---------- SUPPLIED ENTRIES

//! Independent-cast simulation: every cast gets a random phase and three
//! random cards, votes on its own event and draws from its own pool.
use castline_game::constants::{DEPTH_WEIGHTS, EMPTY_SLOT, MAX_CAST_SLOTS, PHASE_ORDER};
use castline_game::{
    CardCatalog, DrawOutcome, FishCatalog, RngBundle, apply_depth_bonuses, build_pool,
    choose_next_event, draw, pick_depth, resolve_cast,
};
use chrono::Utc;
use rand::seq::SliceRandom;
use rand::{Rng, SeedableRng};
use rand_chacha::ChaCha20Rng;

use super::seeds::SeedInfo;
use super::{Distribution, RunKind, RunReport};

#[derive(Debug, Clone, Copy, PartialEq, Eq)]
pub struct SimulationOptions {
    pub casts: u64,
    pub sample_size: usize,
}

/// Draw a full hand of random card indices; empty slots when there are no
/// cards at all.
fn random_cast<R: Rng + ?Sized>(indices: &[i32], rng: &mut R) -> Vec<i32> {
    (0..MAX_CAST_SLOTS)
        .map(|_| indices.choose(rng).copied().unwrap_or(EMPTY_SLOT))
        .collect()
}

#[must_use]
pub fn run_simulation(
    fish: &FishCatalog,
    cards: &CardCatalog,
    seed: &SeedInfo,
    options: SimulationOptions,
) -> RunReport {
    let started_at = Utc::now();
    let mut streams = RngBundle::from_user_seed(seed.seed);
    let mut hands = ChaCha20Rng::seed_from_u64(seed.seed);
    let indices = cards.indices();

    let mut phases = Distribution::new("phase").with_keys(PHASE_ORDER.map(|p| p.as_str()));
    let mut depths = Distribution::new("depth").with_keys(DEPTH_WEIGHTS.map(|(d, _)| d.as_str()));
    let mut events = Distribution::new("event");
    let mut species = Distribution::new("fish").with_keys(fish.iter().map(|f| f.key.clone()));
    let mut catches = 0_u64;
    let mut dropped = 0_u64;
    let mut junk = 0_u64;

    for _ in 0..options.casts {
        let phase = PHASE_ORDER[hands.gen_range(0..PHASE_ORDER.len())];
        phases.record(phase.as_str());

        let cast = random_cast(&indices, &mut hands);
        let bonuses = resolve_cast(cards, &cast);

        let depth = apply_depth_bonuses(pick_depth(streams.depth()), &bonuses);
        depths.record(depth.as_str());

        let event = choose_next_event([bonuses.as_slice()], streams.event());
        if let Some(event) = &event {
            events.record(event.as_str());
        }

        let pool = build_pool(
            fish,
            phase,
            event.as_ref(),
            options.sample_size,
            streams.pool(),
        );
        let (draw_rng, metrics_rng) = streams.draw_streams();
        match draw(&pool, &bonuses, draw_rng, metrics_rng) {
            DrawOutcome::Caught(caught) => {
                catches += 1;
                if caught.fish.is_junk() {
                    junk += 1;
                }
                species.record(&caught.fish.key);
            }
            DrawOutcome::NoCatch => dropped += 1,
        }
    }

    log::debug!(
        "simulated {} casts for seed {} using {} random draws",
        options.casts,
        seed.seed,
        streams.total_draws()
    );

    RunReport {
        kind: RunKind::Simulate,
        seed: seed.seed,
        seed_token: seed.token.clone(),
        started_at,
        casts: options.casts,
        catches,
        dropped,
        junk,
        live: None,
        distributions: vec![phases, depths, events, species],
    }
}

#[cfg(test)]
mod tests {
    use super::*;
    use castline_game::default_catalog;

    fn options(casts: u64) -> SimulationOptions {
        SimulationOptions {
            casts,
            sample_size: 300,
        }
    }

    #[test]
    fn every_cast_is_counted_once() {
        let (fish, cards) = default_catalog().unwrap();
        let report = run_simulation(&fish, &cards, &SeedInfo::from_numeric(7), options(400));
        assert_eq!(report.casts, 400);
        assert_eq!(report.catches + report.dropped, 400);
        assert_eq!(report.distribution("phase").unwrap().total, 400);
        assert_eq!(report.distribution("depth").unwrap().total, 400);
        assert_eq!(report.distribution("fish").unwrap().total, report.catches);
        assert!(report.junk <= report.catches);
        assert!(report.distribution("event").unwrap().total <= 400);
    }

    #[test]
    fn same_seed_same_distributions() {
        let (fish, cards) = default_catalog().unwrap();
        let seed = SeedInfo::from_numeric(99);
        let first = run_simulation(&fish, &cards, &seed, options(200));
        let second = run_simulation(&fish, &cards, &seed, options(200));
        assert_eq!(first.distributions, second.distributions);
    }

    #[test]
    fn shallow_water_dominates_the_depth_roll() {
        let (fish, cards) = default_catalog().unwrap();
        let report = run_simulation(&fish, &cards, &SeedInfo::from_numeric(3), options(2_000));
        let depths = report.distribution("depth").unwrap();
        assert!(depths.count("shoals") > depths.count("shelf"));
        assert!(depths.count("shelf") > depths.count("canyon"));
    }

    #[test]
    fn no_cards_means_no_votes() {
        let (fish, _) = default_catalog().unwrap();
        let report = run_simulation(
            &fish,
            &CardCatalog::default(),
            &SeedInfo::from_numeric(1),
            options(50),
        );
        assert_eq!(report.distribution("event").unwrap().total, 0);
        assert_eq!(report.catches, 50);
    }
}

--------------------

▶ **TASK OBJECTIVE**
Give back exactly the material above from its opening line to the line bearing "let started_at = Utc::now();".

▶ **OUTPUT OF THE TASK**
//! Independent-cast simulation: every cast gets a random phase and three
//! random cards, votes on its own event and draws from its own pool.
use castline_game::constants::{DEPTH_WEIGHTS, EMPTY_SLOT, MAX_CAST_SLOTS, PHASE_ORDER};
use castline_game::{
    CardCatalog, DrawOutcome, FishCatalog, RngBundle, apply_depth_bonuses, build_pool,
    choose_next_event, draw, pick_depth, resolve_cast,
};
use chrono::Utc;
use rand::seq::SliceRandom;
use rand::{Rng, SeedableRng};
use rand_chacha::ChaCha20Rng;

use super::seeds::SeedInfo;
use super::{Distribution, RunKind, RunReport};

#[derive(Debug, Clone, Copy, PartialEq, Eq)]
pub struct SimulationOptions {
    pub casts: u64,
    pub sample_size: usize,
}

/// Draw a full hand of random card indices; empty slots when there are no
/// cards at all.
fn random_cast<R: Rng + ?Sized>(indices: &[i32], rng: &mut R) -> Vec<i32> {
    (0..MAX_CAST_SLOTS)
        .map(|_| indices.choose(rng).copied().unwrap_or(EMPTY_SLOT))
        .collect()
}

#[must_use]
pub fn run_simulation(
    fish: &FishCatalog,
    cards: &CardCatalog,
    seed: &SeedInfo,
    options: SimulationOptions,
) -> RunReport {
    let started_at = Utc::now();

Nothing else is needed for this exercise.